▸ **Exercise description**
The material is to be repeated exactly, from first line to last.

▸ **Recorded information**
=== Begin Enclosure ===

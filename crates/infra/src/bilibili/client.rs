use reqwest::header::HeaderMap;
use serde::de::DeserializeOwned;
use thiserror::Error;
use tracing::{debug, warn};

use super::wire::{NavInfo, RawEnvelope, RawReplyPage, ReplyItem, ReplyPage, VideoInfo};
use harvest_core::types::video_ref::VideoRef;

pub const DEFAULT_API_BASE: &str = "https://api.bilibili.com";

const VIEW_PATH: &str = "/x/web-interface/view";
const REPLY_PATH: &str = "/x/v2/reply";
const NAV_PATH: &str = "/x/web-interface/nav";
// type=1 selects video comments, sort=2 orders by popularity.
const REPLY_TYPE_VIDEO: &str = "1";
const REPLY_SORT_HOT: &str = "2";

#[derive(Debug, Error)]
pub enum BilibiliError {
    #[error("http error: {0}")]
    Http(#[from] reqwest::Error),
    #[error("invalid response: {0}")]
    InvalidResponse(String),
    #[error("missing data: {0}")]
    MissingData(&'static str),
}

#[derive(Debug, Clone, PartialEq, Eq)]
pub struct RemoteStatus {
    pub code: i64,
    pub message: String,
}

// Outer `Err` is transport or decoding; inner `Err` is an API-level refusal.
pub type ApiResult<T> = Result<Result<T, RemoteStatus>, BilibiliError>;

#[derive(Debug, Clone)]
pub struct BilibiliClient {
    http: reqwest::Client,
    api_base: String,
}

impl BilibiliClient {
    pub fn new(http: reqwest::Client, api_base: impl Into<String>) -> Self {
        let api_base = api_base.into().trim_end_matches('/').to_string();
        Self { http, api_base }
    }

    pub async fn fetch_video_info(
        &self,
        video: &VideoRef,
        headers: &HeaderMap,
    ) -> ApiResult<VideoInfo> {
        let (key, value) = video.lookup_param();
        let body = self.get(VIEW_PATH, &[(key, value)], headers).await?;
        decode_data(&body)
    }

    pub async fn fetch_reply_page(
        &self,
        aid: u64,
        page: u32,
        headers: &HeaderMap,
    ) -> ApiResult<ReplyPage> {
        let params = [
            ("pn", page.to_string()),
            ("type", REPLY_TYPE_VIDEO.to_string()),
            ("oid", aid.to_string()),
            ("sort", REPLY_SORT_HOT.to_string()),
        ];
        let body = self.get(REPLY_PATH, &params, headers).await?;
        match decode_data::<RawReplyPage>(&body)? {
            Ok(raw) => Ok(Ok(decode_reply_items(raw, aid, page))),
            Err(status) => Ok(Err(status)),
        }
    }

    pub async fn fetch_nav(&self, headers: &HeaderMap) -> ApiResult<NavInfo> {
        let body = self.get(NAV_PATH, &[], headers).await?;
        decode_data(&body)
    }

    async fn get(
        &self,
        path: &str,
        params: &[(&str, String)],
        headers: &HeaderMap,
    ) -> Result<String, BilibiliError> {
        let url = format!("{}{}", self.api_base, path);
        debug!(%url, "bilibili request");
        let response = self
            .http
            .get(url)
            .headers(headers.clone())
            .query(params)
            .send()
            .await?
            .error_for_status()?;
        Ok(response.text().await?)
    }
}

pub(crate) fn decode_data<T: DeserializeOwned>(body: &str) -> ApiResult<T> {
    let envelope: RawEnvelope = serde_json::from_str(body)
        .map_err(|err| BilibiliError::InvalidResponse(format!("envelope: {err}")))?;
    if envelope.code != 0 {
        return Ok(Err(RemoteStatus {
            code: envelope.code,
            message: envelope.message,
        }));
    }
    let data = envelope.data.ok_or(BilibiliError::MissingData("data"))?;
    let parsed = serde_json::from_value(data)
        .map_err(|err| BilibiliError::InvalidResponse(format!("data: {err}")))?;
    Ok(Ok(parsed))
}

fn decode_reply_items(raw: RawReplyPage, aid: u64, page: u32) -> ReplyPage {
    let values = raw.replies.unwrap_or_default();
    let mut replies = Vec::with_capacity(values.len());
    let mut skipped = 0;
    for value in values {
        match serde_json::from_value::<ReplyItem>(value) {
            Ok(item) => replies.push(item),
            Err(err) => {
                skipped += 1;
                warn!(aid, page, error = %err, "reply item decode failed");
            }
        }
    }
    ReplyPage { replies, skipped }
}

=== End Enclosure ===

▸ **Solution**
filename crates/infra/src/bilibili/client.rs
use reqwest::header::HeaderMap;
use serde::de::DeserializeOwned;
use thiserror::Error;
use tracing::{debug, warn};

use super::wire::{NavInfo, RawEnvelope, RawReplyPage, ReplyItem, ReplyPage, VideoInfo};
use harvest_core::types::video_ref::VideoRef;

pub const DEFAULT_API_BASE: &str = "https://api.bilibili.com";

const VIEW_PATH: &str = "/x/web-interface/view";
const REPLY_PATH: &str = "/x/v2/reply";
const NAV_PATH: &str = "/x/web-interface/nav";
// type=1 selects video comments, sort=2 orders by popularity.
const REPLY_TYPE_VIDEO: &str = "1";
const REPLY_SORT_HOT: &str = "2";

#[derive(Debug, Error)]
pub enum BilibiliError {
    #[error("http error: {0}")]
    Http(#[from] reqwest::Error),
    #[error("invalid response: {0}")]
    InvalidResponse(String),
    #[error("missing data: {0}")]
    MissingData(&'static str),
}

#[derive(Debug, Clone, PartialEq, Eq)]
pub struct RemoteStatus {
    pub code: i64,
    pub message: String,
}

// Outer `Err` is transport or decoding; inner `Err` is an API-level refusal.
pub type ApiResult<T> = Result<Result<T, RemoteStatus>, BilibiliError>;

#[derive(Debug, Clone)]
pub struct BilibiliClient {
    http: reqwest::Client,
    api_base: String,
}

impl BilibiliClient {
    pub fn new(http: reqwest::Client, api_base: impl Into<String>) -> Self {
        let api_base = api_base.into().trim_end_matches('/').to_string();
        Self { http, api_base }
    }

    pub async fn fetch_video_info(
        &self,
        video: &VideoRef,
        headers: &HeaderMap,
    ) -> ApiResult<VideoInfo> {
        let (key, value) = video.lookup_param();
        let body = self.get(VIEW_PATH, &[(key, value)], headers).await?;
        decode_data(&body)
    }

    pub async fn fetch_reply_page(
        &self,
        aid: u64,
        page: u32,
        headers: &HeaderMap,
    ) -> ApiResult<ReplyPage> {
        let params = [
            ("pn", page.to_string()),
            ("type", REPLY_TYPE_VIDEO.to_string()),
            ("oid", aid.to_string()),
            ("sort", REPLY_SORT_HOT.to_string()),
        ];
        let body = self.get(REPLY_PATH, &params, headers).await?;
        match decode_data::<RawReplyPage>(&body)? {
            Ok(raw) => Ok(Ok(decode_reply_items(raw, aid, page))),
            Err(status) => Ok(Err(status)),
        }
    }

    pub async fn fetch_nav(&self, headers: &HeaderMap) -> ApiResult<NavInfo> {
        let body = self.get(NAV_PATH, &[], headers).await?;
        decode_data(&body)
    }

    async fn get(
        &self,
        path: &str,
        params: &[(&str, String)],
        headers: &HeaderMap,
    ) -> Result<String, BilibiliError> {
        let url = format!("{}{}", self.api_base, path);
        debug!(%url, "bilibili request");
        let response = self
            .http
            .get(url)
            .headers(headers.clone())
            .query(params)
            .send()
            .await?
            .error_for_status()?;
        Ok(response.text().await?)
    }
}

pub(crate) fn decode_data<T: DeserializeOwned>(body: &str) -> ApiResult<T> {
    let envelope: RawEnvelope = serde_json::from_str(body)
        .map_err(|err| BilibiliError::InvalidResponse(format!("envelope: {err}")))?;
    if envelope.code != 0 {
        return Ok(Err(RemoteStatus {
            code: envelope.code,
            message: envelope.message,
        }));
    }
    let data = envelope.data.ok_or(BilibiliError::MissingData("data"))?;
    let parsed = serde_json::from_value(data)
        .map_err(|err| BilibiliError::InvalidResponse(format!("data: {err}")))?;
    Ok(Ok(parsed))
}

fn decode_reply_items(raw: RawReplyPage, aid: u64, page: u32) -> ReplyPage {
    let values = raw.replies.unwrap_or_default();
    let mut replies = Vec::with_capacity(values.len());
    let mut skipped = 0;
    for value in values {
        match serde_json::from_value::<ReplyItem>(value) {
            Ok(item) => replies.push(item),
            Err(err) => {
                skipped += 1;
                warn!(aid, page, error = %err, "reply item decode failed");
            }
        }
    }
    ReplyPage { replies, skipped }
}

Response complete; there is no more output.